Integrative bioinformatics analysis of the correlation between CDKN2A homozygous deletion, RB1 loss, and PDGFRA amplification in glioma

Introduction: Malignant gliomas constitute a heterogeneous group of primary central nervous system tumors originating from glial cells or their precursors. They display aggressive characteristics and unfavorable clinical outcomes. The 2021 World Health Organization classification emphasizes molecular markers as essential elements for glioma categorization, therapeutic planning, and prognostic assessment. Specific genetic alterations, including CDKN2A homozygous deletion, RB1 loss, and PDGFRA amplification, emerge as potentially crucial determinants of tumor behavior and patient outcomes.
Objectives: This investigation examines the relationship between these genetic modifications and survival outcomes while evaluating their influence on the tumor immune landscape.
Methods: We utilized the cBioPortal database to analyze the mutation status of CDKN2A homozygous deletion, RB1 loss, and PDGFRA amplification in gliomas, and further investigated the correlation between these mutations and glioma prognosis. Next, we evaluated the expression levels of these genes in gliomas by analyzing data from the Cancer Genome Atlas (TCGA) database. In addition, we explored the potential prognostic value of these genes in gliomas using information from the Chinese Glioma Genome Atlas and TCGA databases. Finally, immunohistochemistry was performed to detect the protein expression of cyclin-dependent kinase inhibitor 2A (CDKN2A), retinoblastoma 1 (RB1), and platelet-derived growth factor receptor alpha (PDGFRA) in gliomas.

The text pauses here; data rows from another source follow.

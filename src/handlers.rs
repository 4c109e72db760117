use crate::chat::APOLOGY;
use crate::errors::AppError;
use crate::models::{
    BookmarkEntry, BookmarkResponse, ChatReply, ChatRequest, DayRequest, ExportReport, Note,
    PersistedState, ProgressResponse, ResetRequest, SearchHit, SearchQuery, SelectWeekRequest,
    ToggleTaskRequest, ToggleTaskResponse,
};
use crate::plan::{DayKey, TaskCoord};
use crate::progress::{build_progress, is_milestone};
use crate::search::search as search_plan;
use crate::state::AppState;
use crate::storage::persist_state;
use crate::store::{ProgressStore, StoreError};
use crate::ui::render_index;
use axum::{
    extract::{Path, Query, State},
    http::header,
    response::{Html, IntoResponse, Redirect},
    Json,
};
use chrono::Utc;
use tokio::sync::MutexGuard;
use tracing::{error, info};

pub async fn index(State(state): State<AppState>) -> Html<String> {
    let store = state.store.lock().await;
    Html(render_index(&store, state.features))
}

pub async fn get_progress(State(state): State<AppState>) -> Result<Json<ProgressResponse>, AppError> {
    let store = state.store.lock().await;
    Ok(Json(build_progress(&store)))
}

pub async fn get_state(State(state): State<AppState>) -> Result<Json<PersistedState>, AppError> {
    let store = state.store.lock().await;
    Ok(Json(store.serialize()))
}

pub async fn toggle_task(
    State(state): State<AppState>,
    Json(payload): Json<ToggleTaskRequest>,
) -> Result<Json<ToggleTaskResponse>, AppError> {
    let coord = TaskCoord::new(payload.week, payload.day, payload.index);
    Ok(Json(apply_toggle(&state, coord).await?))
}

pub async fn toggle_task_form(
    State(state): State<AppState>,
    Path((week, day, index)): Path<(u32, u32, usize)>,
) -> Result<Redirect, AppError> {
    apply_toggle(&state, TaskCoord::new(week, day, index)).await?;
    Ok(Redirect::to("/"))
}

pub async fn select_week(
    State(state): State<AppState>,
    Json(payload): Json<SelectWeekRequest>,
) -> Result<Json<ProgressResponse>, AppError> {
    let ((), store) = commit(&state, |store| store.select_week(payload.week)).await?;
    Ok(Json(build_progress(&store)))
}

pub async fn select_week_form(
    State(state): State<AppState>,
    Path(week): Path<u32>,
) -> Result<Redirect, AppError> {
    commit(&state, |store| store.select_week(week)).await?;
    Ok(Redirect::to("/"))
}

pub async fn list_bookmarks(State(state): State<AppState>) -> Result<Json<Vec<BookmarkEntry>>, AppError> {
    require(state.features.bookmarks, "bookmarks")?;
    let store = state.store.lock().await;
    let entries = store
        .bookmarks()
        .map(|key| BookmarkEntry {
            week: key.week,
            day: key.day,
            title: store
                .plan()
                .day(key)
                .map(|day| day.title.clone())
                .unwrap_or_else(|| format!("Week {}, Day {}", key.week, key.day)),
        })
        .collect();
    Ok(Json(entries))
}

pub async fn toggle_bookmark(
    State(state): State<AppState>,
    Json(payload): Json<DayRequest>,
) -> Result<Json<BookmarkResponse>, AppError> {
    require(state.features.bookmarks, "bookmarks")?;
    let key = DayKey::new(payload.week, payload.day);
    let (bookmarked, _) = commit(&state, |store| store.toggle_bookmark(key)).await?;
    Ok(Json(BookmarkResponse {
        week: key.week,
        day: key.day,
        bookmarked,
    }))
}

pub async fn get_note(
    State(state): State<AppState>,
    Path((week, day)): Path<(u32, u32)>,
) -> Result<Json<Note>, AppError> {
    require(state.features.notes, "notes")?;
    let key = DayKey::new(week, day);
    let store = state.store.lock().await;
    if store.plan().day(key).is_none() {
        return Err(AppError::not_found(format!("unknown day: {key}")));
    }
    Ok(Json(Note {
        week,
        day,
        text: store.note(key).unwrap_or_default().to_string(),
    }))
}

pub async fn put_note(
    State(state): State<AppState>,
    Json(payload): Json<Note>,
) -> Result<Json<Note>, AppError> {
    require(state.features.notes, "notes")?;
    let key = DayKey::new(payload.week, payload.day);
    commit(&state, |store| store.set_note(key, payload.text.clone())).await?;
    Ok(Json(payload))
}

pub async fn search(
    State(state): State<AppState>,
    Query(query): Query<SearchQuery>,
) -> Result<Json<Vec<SearchHit>>, AppError> {
    require(state.features.search, "search")?;
    let store = state.store.lock().await;
    Ok(Json(search_plan(store.plan(), &query.q)))
}

pub async fn reset(
    State(state): State<AppState>,
    Json(payload): Json<ResetRequest>,
) -> Result<Json<ProgressResponse>, AppError> {
    if !payload.confirm {
        return Err(AppError::bad_request("reset requires confirm: true"));
    }
    let ((), store) = commit(&state, |store| {
        store.reset();
        Ok(())
    })
    .await?;
    info!("progress reset");
    Ok(Json(build_progress(&store)))
}

pub async fn export(State(state): State<AppState>) -> Result<impl IntoResponse, AppError> {
    let now = Utc::now();
    let report: ExportReport = state.store.lock().await.export_snapshot(now);
    let disposition = format!(
        "attachment; filename=\"malta-study-plan-progress-{}.json\"",
        now.format("%Y-%m-%d")
    );
    Ok(([(header::CONTENT_DISPOSITION, disposition)], Json(report)))
}

pub async fn chat(
    State(state): State<AppState>,
    Json(payload): Json<ChatRequest>,
) -> Result<Json<ChatReply>, AppError> {
    let message = payload.message.trim();
    if message.is_empty() {
        return Err(AppError::bad_request("message must not be empty"));
    }

    let Some(client) = state.chat.as_ref() else {
        error!("chat request received but no chat API is configured");
        return Ok(Json(ChatReply {
            reply: APOLOGY.to_string(),
        }));
    };

    let reply = match client.ask(message).await {
        Ok(text) => text,
        Err(err) => {
            error!("chat API error: {err}");
            APOLOGY.to_string()
        }
    };
    Ok(Json(ChatReply { reply }))
}

async fn apply_toggle(state: &AppState, coord: TaskCoord) -> Result<ToggleTaskResponse, AppError> {
    let (completed, store) = commit(state, |store| store.toggle_task(coord)).await?;

    Ok(ToggleTaskResponse {
        completed,
        milestone: is_milestone(store.completed_count(), completed),
        progress: build_progress(&store),
    })
}

/// Applies `change` to a copy of the store and swaps it in only once the
/// snapshot is on disk, so a failed save leaves memory untouched.
async fn commit<T>(
    state: &AppState,
    change: impl FnOnce(&mut ProgressStore) -> Result<T, StoreError>,
) -> Result<(T, MutexGuard<'_, ProgressStore>), AppError> {
    let mut store = state.store.lock().await;
    let mut next = store.clone();
    let out = change(&mut next)?;
    persist_state(&state.data_path, &next.serialize())
        .await
        .inspect_err(|err| error!("failed to persist state: {}", err.message))?;
    *store = next;
    Ok((out, store))
}

fn require(enabled: bool, feature: &str) -> Result<(), AppError> {
    if enabled {
        Ok(())
    } else {
        Err(AppError::not_found(format!("{feature} not available in this edition")))
    }
}

#[cfg(test)]
mod tests {
    use super::*;
    use crate::config::Edition;
    use crate::plan::StudyPlan;
    use std::sync::Arc;

    /// A directory cannot be written as a file, so every save fails.
    fn unwritable_state() -> AppState {
        let plan = Arc::new(StudyPlan::default_plan());
        AppState::new(
            std::env::temp_dir(),
            ProgressStore::new(plan),
            Edition::Full.features(),
            None,
        )
    }

    #[tokio::test]
    async fn failed_save_keeps_task_unchanged() {
        let state = unwritable_state();
        let result = apply_toggle(&state, TaskCoord::new(1, 1, 0)).await;
        assert!(result.is_err());

        let store = state.store.lock().await;
        assert_eq!(store.completed_count(), 0);
        assert!(!store.is_completed(TaskCoord::new(1, 1, 0)));
    }

    #[tokio::test]
    async fn failed_save_keeps_bookmarks_notes_and_week() {
        let state = unwritable_state();
        let key = DayKey::new(2, 3);

        assert!(commit(&state, |store| store.toggle_bookmark(key)).await.is_err());
        assert!(commit(&state, |store| store.set_note(key, "draft")).await.is_err());
        assert!(commit(&state, |store| store.select_week(3)).await.is_err());

        let store = state.store.lock().await;
        assert!(!store.is_bookmarked(key));
        assert_eq!(store.note(key), None);
        assert_eq!(store.current_week(), 1);
    }

    #[tokio::test]
    async fn failed_save_does_not_reset() {
        let state = unwritable_state();
        state
            .store
            .lock()
            .await
            .toggle_task(TaskCoord::new(1, 1, 0))
            .unwrap();

        let result = commit(&state, |store| {
            store.reset();
            Ok(())
        })
        .await;
        assert!(result.is_err());
        assert_eq!(state.store.lock().await.completed_count(), 1);
    }

    #[tokio::test]
    async fn unknown_task_is_rejected_before_saving() {
        let state = unwritable_state();
        let err = apply_toggle(&state, TaskCoord::new(9, 1, 0)).await.err().unwrap();
        assert_eq!(err.status, axum::http::StatusCode::NOT_FOUND);
    }
}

Results: Our analysis revealed that the homozygous deletion of CDKN2A and the amplification of PDGFRA are significantly correlated with poor overall survival and reduced progression-free survival in glioma patients (p<0.05), while the loss of RB1 showed no significant association with prognosis. Additionally, the expression levels of PDGFRA and RB1 were closely related to immune cell infiltration.
Conclusion: High expression of CDKN2A and RB1 generally indicated poorer survival outcomes, whereas elevated expression of PDGFRA exhibited an opposite trend, potentially influencing glioma immune response and therapeutic efficacy by modulating the tumor microenvironment. Immunohistochemical analysis further confirmed the high expression of CDKN2A, RB1, and PDGFRA in gliomas.